## PROBLEM REQUIREMENTS
Every entry must be output exactly as it is written.

>>>>

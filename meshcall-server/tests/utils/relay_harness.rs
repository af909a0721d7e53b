use anyhow::{Context, Result, bail};
use meshcall_core::RoomId;
use meshcall_server::{RelayConfig, RelayService, serve_listener};
use std::net::SocketAddr;
use std::time::Duration;
use tokio::net::TcpListener;

/// Timeout for relay-side state to catch up (ms).
pub const RELAY_TIMEOUT_MS: u64 = 5000;

pub struct TestRelay {
    pub addr: SocketAddr,
    pub service: RelayService,
}

impl TestRelay {
    pub fn ws_url(&self) -> String {
        format!("ws://{}/ws", self.addr)
    }

    /// Wait until exactly `count` identities are bound in `room`.
    pub async fn wait_for_members(&self, room: &str, count: usize) -> Result<()> {
        let room = RoomId::from(room);
        let deadline = tokio::time::Instant::now() + Duration::from_millis(RELAY_TIMEOUT_MS);
        while self.service.peers_in(&room).len() != count {
            if tokio::time::Instant::now() >= deadline {
                bail!(
                    "room {} has {:?}, expected {} members",
                    room,
                    self.service.peers_in(&room),
                    count
                );
            }
            tokio::time::sleep(Duration::from_millis(10)).await;
        }
        Ok(())
    }
}

/// Start a relay on an ephemeral loopback port.
pub async fn start_relay() -> Result<TestRelay> {
    let listener = TcpListener::bind("127.0.0.1:0")
        .await
        .context("Failed to bind test relay")?;
    let addr = listener.local_addr()?;
    let service = RelayService::new();

    let config = RelayConfig {
        bind: addr,
        ..Default::default()
    };
    let relay_service = service.clone();
    tokio::spawn(async move {
        if let Err(e) = serve_listener(listener, relay_service, &config).await {
            tracing::error!("[TestRelay] stopped: {}", e);
        }
    });

    Ok(TestRelay { addr, service })
}
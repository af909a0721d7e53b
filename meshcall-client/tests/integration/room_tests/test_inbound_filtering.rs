use meshcall_client::{ErrorKind, RoomEvent, SignalMessage};
use meshcall_core::{PeerId, RoomId};

use crate::integration::init_tracing;
use crate::utils::{MemoryRelay, SETTLE_TIMEOUT_MS, join_as, wait_for_snapshot};

#[tokio::test]
async fn test_self_and_foreign_messages_are_ignored() {
    init_tracing();

    let relay = MemoryRelay::new();
    let alice = join_as(&relay, "demo", "alice", "Alice").await.unwrap();
    let room = alice.room().clone();
    let me = alice.id().clone();

    let noise = [
        SignalMessage::join(room.clone(), me.clone(), Some("Echo".into())),
        SignalMessage::offer(room.clone(), me.clone(), me.clone(), "v=0".into(), None),
        SignalMessage::join(RoomId::from("elsewhere"), PeerId::from("bob"), None),
        SignalMessage::offer(
            room.clone(),
            PeerId::from("bob"),
            PeerId::from("carol"),
            "v=0".into(),
            None,
        ),
        SignalMessage::answer(room.clone(), PeerId::from("ghost"), me.clone(), "v=0".into()),
        SignalMessage::candidate(room.clone(), PeerId::from("ghost"), me.clone(), "c".into()),
    ];
    for msg in &noise {
        assert!(relay.inject(&room, &me, &msg.encode().unwrap()));
    }

    // Frames are handled in order, so once zoe shows up the noise has been seen.
    let zoe = PeerId::from("zoe");
    let join = SignalMessage::join(room.clone(), zoe.clone(), Some("Zoe".into()));
    relay.inject(&room, &me, &join.encode().unwrap());

    let snapshot = wait_for_snapshot(&alice.handle, SETTLE_TIMEOUT_MS, |s| {
        s.peer(&zoe).is_some()
    })
    .await
    .unwrap();

    assert_eq!(snapshot.peers.len(), 1);
    assert!(alice.factory.sessions().iter().all(|s| s.peer_id == zoe));
}

#[tokio::test]
async fn test_malformed_frames_are_reported_and_dropped() {
    init_tracing();

    let relay = MemoryRelay::new();
    let mut alice = join_as(&relay, "demo", "alice", "Alice").await.unwrap();
    let room = alice.room().clone();
    let me = alice.id().clone();

    relay.inject(&room, &me, "not json");
    let event = alice
        .next_event_matching(|e| matches!(e, RoomEvent::Error { .. }))
        .await
        .unwrap();
    assert!(matches!(
        event,
        RoomEvent::Error {
            kind: ErrorKind::MalformedMessage,
            ..
        }
    ));

    relay.inject(
        &room,
        &me,
        r#"{"kind":"offer","room":"demo","from":"bob","to":"alice"}"#,
    );
    let event = alice
        .next_event_matching(|e| matches!(e, RoomEvent::Error { .. }))
        .await
        .unwrap();
    let RoomEvent::Error { kind, message } = event else {
        unreachable!();
    };
    assert_eq!(kind, ErrorKind::MalformedMessage);
    assert!(message.contains("payload"));

    let snapshot = alice.handle.snapshot().await.unwrap();
    assert!(snapshot.peers.is_empty());
    assert_eq!(snapshot.status, "Connected (alone)");
    assert!(alice.handle.is_active());
}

<<<<

## OUTPUT FOR THIS TASK
filename meshcall-server/tests/utils/relay_harness.rs
repository af909a0721d7e53b
use anyhow::{Context, Result, bail};
use meshcall_core::RoomId;
use meshcall_server::{RelayConfig, RelayService, serve_listener};
use std::net::SocketAddr;
use std::time::Duration;
use tokio::net::TcpListener;

/// Timeout for relay-side state to catch up (ms).
pub const RELAY_TIMEOUT_MS: u64 = 5000;

pub struct TestRelay {
    pub addr: SocketAddr,
    pub service: RelayService,
}

impl TestRelay {
    pub fn ws_url(&self) -> String {
        format!("ws://{}/ws", self.addr)
    }

    /// Wait until exactly `count` identities are bound in `room`.
    pub async fn wait_for_members(&self, room: &str, count: usize) -> Result<()> {
        let room = RoomId::from(room);
        let deadline = tokio::time::Instant::now() + Duration::from_millis(RELAY_TIMEOUT_MS);
        while self.service.peers_in(&room).len() != count {
            if tokio::time::Instant::now() >= deadline {
                bail!(
                    "room {} has {:?}, expected {} members",
                    room,
                    self.service.peers_in(&room),
                    count
                );
            }
            tokio::time::sleep(Duration::from_millis(10)).await;
        }
        Ok(())
    }
}

/// Start a relay on an ephemeral loopback port.
pub async fn start_relay() -> Result<TestRelay> {
    let listener = TcpListener::bind("127.0.0.1:0")
        .await
        .context("Failed to bind test relay")?;
    let addr = listener.local_addr()?;
    let service = RelayService::new();

    let config = RelayConfig {
        bind: addr,
        ..Default::default()
    };
    let relay_service = service.clone();
    tokio::spawn(async move {
        if let Err(e) = serve_listener(listener, relay_service, &config).await {
            tracing::error!("[TestRelay] stopped: {}", e);
        }
    });

    Ok(TestRelay { addr, service })
}
repository af909a0721d7e53b
filename meshcall-client/tests/integration/room_tests/test_inbound_filtering.rs
use meshcall_client::{ErrorKind, RoomEvent, SignalMessage};
use meshcall_core::{PeerId, RoomId};

use crate::integration::init_tracing;
use crate::utils::{MemoryRelay, SETTLE_TIMEOUT_MS, join_as, wait_for_snapshot};

#[tokio::test]
async fn test_self_and_foreign_messages_are_ignored() {
    init_tracing();

    let relay = MemoryRelay::new();
    let alice = join_as(&relay, "demo", "alice", "Alice").await.unwrap();
    let room = alice.room().clone();
    let me = alice.id().clone();

    let noise = [
        SignalMessage::join(room.clone(), me.clone(), Some("Echo".into())),
        SignalMessage::offer(room.clone(), me.clone(), me.clone(), "v=0".into(), None),
        SignalMessage::join(RoomId::from("elsewhere"), PeerId::from("bob"), None),
        SignalMessage::offer(
            room.clone(),
            PeerId::from("bob"),
            PeerId::from("carol"),
            "v=0".into(),
            None,
        ),
        SignalMessage::answer(room.clone(), PeerId::from("ghost"), me.clone(), "v=0".into()),
        SignalMessage::candidate(room.clone(), PeerId::from("ghost"), me.clone(), "c".into()),
    ];
    for msg in &noise {
        assert!(relay.inject(&room, &me, &msg.encode().unwrap()));
    }

    // Frames are handled in order, so once zoe shows up the noise has been seen.
    let zoe = PeerId::from("zoe");
    let join = SignalMessage::join(room.clone(), zoe.clone(), Some("Zoe".into()));
    relay.inject(&room, &me, &join.encode().unwrap());

    let snapshot = wait_for_snapshot(&alice.handle, SETTLE_TIMEOUT_MS, |s| {
        s.peer(&zoe).is_some()
    })
    .await
    .unwrap();

    assert_eq!(snapshot.peers.len(), 1);
    assert!(alice.factory.sessions().iter().all(|s| s.peer_id == zoe));
}

#[tokio::test]
async fn test_malformed_frames_are_reported_and_dropped() {
    init_tracing();

    let relay = MemoryRelay::new();
    let mut alice = join_as(&relay, "demo", "alice", "Alice").await.unwrap();
    let room = alice.room().clone();
    let me = alice.id().clone();

    relay.inject(&room, &me, "not json");
    let event = alice
        .next_event_matching(|e| matches!(e, RoomEvent::Error { .. }))
        .await
        .unwrap();
    assert!(matches!(
        event,
        RoomEvent::Error {
            kind: ErrorKind::MalformedMessage,
            ..
        }
    ));

    relay.inject(
        &room,
        &me,
        r#"{"kind":"offer","room":"demo","from":"bob","to":"alice"}"#,
    );
    let event = alice
        .next_event_matching(|e| matches!(e, RoomEvent::Error { .. }))
        .await
        .unwrap();
    let RoomEvent::Error { kind, message } = event else {
        unreachable!();
    };
    assert_eq!(kind, ErrorKind::MalformedMessage);
    assert!(message.contains("payload"));

    let snapshot = alice.handle.snapshot().await.unwrap();
    assert!(snapshot.peers.is_empty());
    assert_eq!(snapshot.status, "Connected (alone)");
    assert!(alice.handle.is_active());
}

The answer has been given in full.